- _GIVEN ENTRIES_
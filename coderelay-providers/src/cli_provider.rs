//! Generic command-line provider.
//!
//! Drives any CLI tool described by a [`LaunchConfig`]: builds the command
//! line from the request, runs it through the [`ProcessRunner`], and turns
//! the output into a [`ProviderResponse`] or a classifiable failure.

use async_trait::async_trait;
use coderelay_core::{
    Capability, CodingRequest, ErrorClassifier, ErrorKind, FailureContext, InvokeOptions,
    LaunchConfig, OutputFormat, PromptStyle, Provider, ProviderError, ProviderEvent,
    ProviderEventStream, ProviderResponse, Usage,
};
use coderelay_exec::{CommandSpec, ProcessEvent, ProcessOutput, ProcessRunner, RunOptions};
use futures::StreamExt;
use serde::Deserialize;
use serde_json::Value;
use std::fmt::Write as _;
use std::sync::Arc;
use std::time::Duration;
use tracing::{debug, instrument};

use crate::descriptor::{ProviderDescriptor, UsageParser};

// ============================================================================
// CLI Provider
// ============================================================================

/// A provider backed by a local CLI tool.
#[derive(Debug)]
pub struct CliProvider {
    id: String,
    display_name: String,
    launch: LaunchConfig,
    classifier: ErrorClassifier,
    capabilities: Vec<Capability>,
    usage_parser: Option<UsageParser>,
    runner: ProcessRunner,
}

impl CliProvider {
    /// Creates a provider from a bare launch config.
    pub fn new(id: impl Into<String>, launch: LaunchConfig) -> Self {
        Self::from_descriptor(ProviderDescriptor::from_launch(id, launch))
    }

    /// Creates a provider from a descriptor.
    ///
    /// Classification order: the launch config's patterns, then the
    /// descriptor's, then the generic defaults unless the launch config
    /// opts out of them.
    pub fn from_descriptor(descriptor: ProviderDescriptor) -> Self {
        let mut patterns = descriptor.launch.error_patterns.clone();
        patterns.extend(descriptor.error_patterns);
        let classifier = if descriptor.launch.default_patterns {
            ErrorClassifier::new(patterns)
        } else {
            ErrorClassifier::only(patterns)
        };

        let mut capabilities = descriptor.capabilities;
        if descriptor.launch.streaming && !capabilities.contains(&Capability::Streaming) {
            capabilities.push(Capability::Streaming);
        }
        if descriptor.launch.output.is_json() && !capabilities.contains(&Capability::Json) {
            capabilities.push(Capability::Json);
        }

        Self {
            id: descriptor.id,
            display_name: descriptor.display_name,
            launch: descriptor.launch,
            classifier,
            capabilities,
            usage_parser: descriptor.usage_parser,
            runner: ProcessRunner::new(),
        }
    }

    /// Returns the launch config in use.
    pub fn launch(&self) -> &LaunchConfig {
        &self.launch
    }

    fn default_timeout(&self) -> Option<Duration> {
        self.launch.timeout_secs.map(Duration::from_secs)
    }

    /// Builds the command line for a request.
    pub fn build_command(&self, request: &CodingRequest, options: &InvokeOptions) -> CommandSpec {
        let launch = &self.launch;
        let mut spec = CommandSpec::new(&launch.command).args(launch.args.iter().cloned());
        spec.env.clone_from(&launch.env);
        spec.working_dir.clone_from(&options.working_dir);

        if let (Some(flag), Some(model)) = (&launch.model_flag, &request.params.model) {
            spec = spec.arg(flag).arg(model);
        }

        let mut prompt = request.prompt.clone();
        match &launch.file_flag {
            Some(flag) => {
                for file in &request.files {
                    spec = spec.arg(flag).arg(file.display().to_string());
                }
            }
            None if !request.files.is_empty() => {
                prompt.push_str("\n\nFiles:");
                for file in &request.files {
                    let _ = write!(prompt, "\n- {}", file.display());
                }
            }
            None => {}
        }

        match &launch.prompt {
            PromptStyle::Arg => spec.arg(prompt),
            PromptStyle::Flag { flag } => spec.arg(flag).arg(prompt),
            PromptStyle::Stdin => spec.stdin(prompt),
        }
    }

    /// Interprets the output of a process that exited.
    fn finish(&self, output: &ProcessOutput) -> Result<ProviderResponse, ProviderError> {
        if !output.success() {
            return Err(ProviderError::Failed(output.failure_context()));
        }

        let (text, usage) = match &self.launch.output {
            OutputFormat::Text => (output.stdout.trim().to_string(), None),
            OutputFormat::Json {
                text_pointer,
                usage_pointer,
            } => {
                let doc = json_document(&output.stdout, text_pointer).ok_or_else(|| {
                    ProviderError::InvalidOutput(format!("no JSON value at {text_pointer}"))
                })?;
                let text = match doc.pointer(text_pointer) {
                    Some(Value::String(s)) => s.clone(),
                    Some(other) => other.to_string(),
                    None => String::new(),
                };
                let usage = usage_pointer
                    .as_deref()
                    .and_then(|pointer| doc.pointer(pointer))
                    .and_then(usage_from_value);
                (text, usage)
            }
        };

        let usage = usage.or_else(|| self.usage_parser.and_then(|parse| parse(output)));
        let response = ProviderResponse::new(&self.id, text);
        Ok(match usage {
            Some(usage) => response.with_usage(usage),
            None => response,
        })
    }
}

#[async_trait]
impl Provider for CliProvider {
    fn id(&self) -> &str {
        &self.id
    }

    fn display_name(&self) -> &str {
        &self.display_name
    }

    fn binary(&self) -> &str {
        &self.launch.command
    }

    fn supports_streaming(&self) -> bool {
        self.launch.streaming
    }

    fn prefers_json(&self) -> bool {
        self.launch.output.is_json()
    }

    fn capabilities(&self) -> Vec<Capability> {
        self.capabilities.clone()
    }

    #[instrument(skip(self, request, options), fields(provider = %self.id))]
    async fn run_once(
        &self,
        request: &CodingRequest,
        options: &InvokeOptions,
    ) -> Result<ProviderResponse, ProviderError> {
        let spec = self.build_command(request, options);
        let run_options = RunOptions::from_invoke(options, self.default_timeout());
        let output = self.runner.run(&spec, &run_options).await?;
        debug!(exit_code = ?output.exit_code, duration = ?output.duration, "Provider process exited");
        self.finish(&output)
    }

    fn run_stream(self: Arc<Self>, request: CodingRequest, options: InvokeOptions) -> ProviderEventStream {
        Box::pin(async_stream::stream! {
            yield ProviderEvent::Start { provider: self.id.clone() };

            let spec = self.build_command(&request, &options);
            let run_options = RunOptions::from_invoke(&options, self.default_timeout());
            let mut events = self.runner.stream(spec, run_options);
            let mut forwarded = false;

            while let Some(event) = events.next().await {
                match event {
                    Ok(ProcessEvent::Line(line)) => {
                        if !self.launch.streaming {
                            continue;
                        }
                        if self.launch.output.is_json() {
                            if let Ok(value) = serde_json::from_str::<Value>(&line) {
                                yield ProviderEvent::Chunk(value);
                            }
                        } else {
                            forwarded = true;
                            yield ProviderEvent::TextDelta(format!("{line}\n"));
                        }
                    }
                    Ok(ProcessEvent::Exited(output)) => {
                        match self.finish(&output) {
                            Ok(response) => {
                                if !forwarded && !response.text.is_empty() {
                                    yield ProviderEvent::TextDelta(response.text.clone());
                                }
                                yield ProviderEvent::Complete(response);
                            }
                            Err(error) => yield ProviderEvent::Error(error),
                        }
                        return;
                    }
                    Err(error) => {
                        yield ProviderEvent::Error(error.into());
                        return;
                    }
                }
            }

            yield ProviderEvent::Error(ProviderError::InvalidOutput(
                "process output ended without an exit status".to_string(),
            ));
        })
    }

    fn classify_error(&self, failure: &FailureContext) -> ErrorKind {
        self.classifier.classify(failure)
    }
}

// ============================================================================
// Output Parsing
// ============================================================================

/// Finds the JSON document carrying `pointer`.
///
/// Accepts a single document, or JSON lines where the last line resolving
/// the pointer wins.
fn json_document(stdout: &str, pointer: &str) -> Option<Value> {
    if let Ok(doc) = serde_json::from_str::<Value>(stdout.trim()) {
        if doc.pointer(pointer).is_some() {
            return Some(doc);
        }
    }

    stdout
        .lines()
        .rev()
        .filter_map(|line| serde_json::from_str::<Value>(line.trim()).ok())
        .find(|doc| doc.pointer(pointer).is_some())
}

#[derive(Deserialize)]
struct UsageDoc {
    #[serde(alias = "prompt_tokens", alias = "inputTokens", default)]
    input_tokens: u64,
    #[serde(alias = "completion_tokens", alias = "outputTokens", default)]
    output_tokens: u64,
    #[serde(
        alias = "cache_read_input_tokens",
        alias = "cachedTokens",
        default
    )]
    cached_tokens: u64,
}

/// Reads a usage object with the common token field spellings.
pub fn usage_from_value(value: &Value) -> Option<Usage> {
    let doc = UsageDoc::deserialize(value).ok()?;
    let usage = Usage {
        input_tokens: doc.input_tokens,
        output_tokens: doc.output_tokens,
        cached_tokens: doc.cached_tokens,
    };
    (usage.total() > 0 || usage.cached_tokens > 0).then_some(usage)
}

- _PROBLEM REQUIREMENTS_
Look through the entries above for the word "TextDelta". Copy every line where it shows up.

- _EXERCISE RESULT_
                            yield ProviderEvent::TextDelta(format!("{line}\n"));
                                    yield ProviderEvent::TextDelta(response.text.clone());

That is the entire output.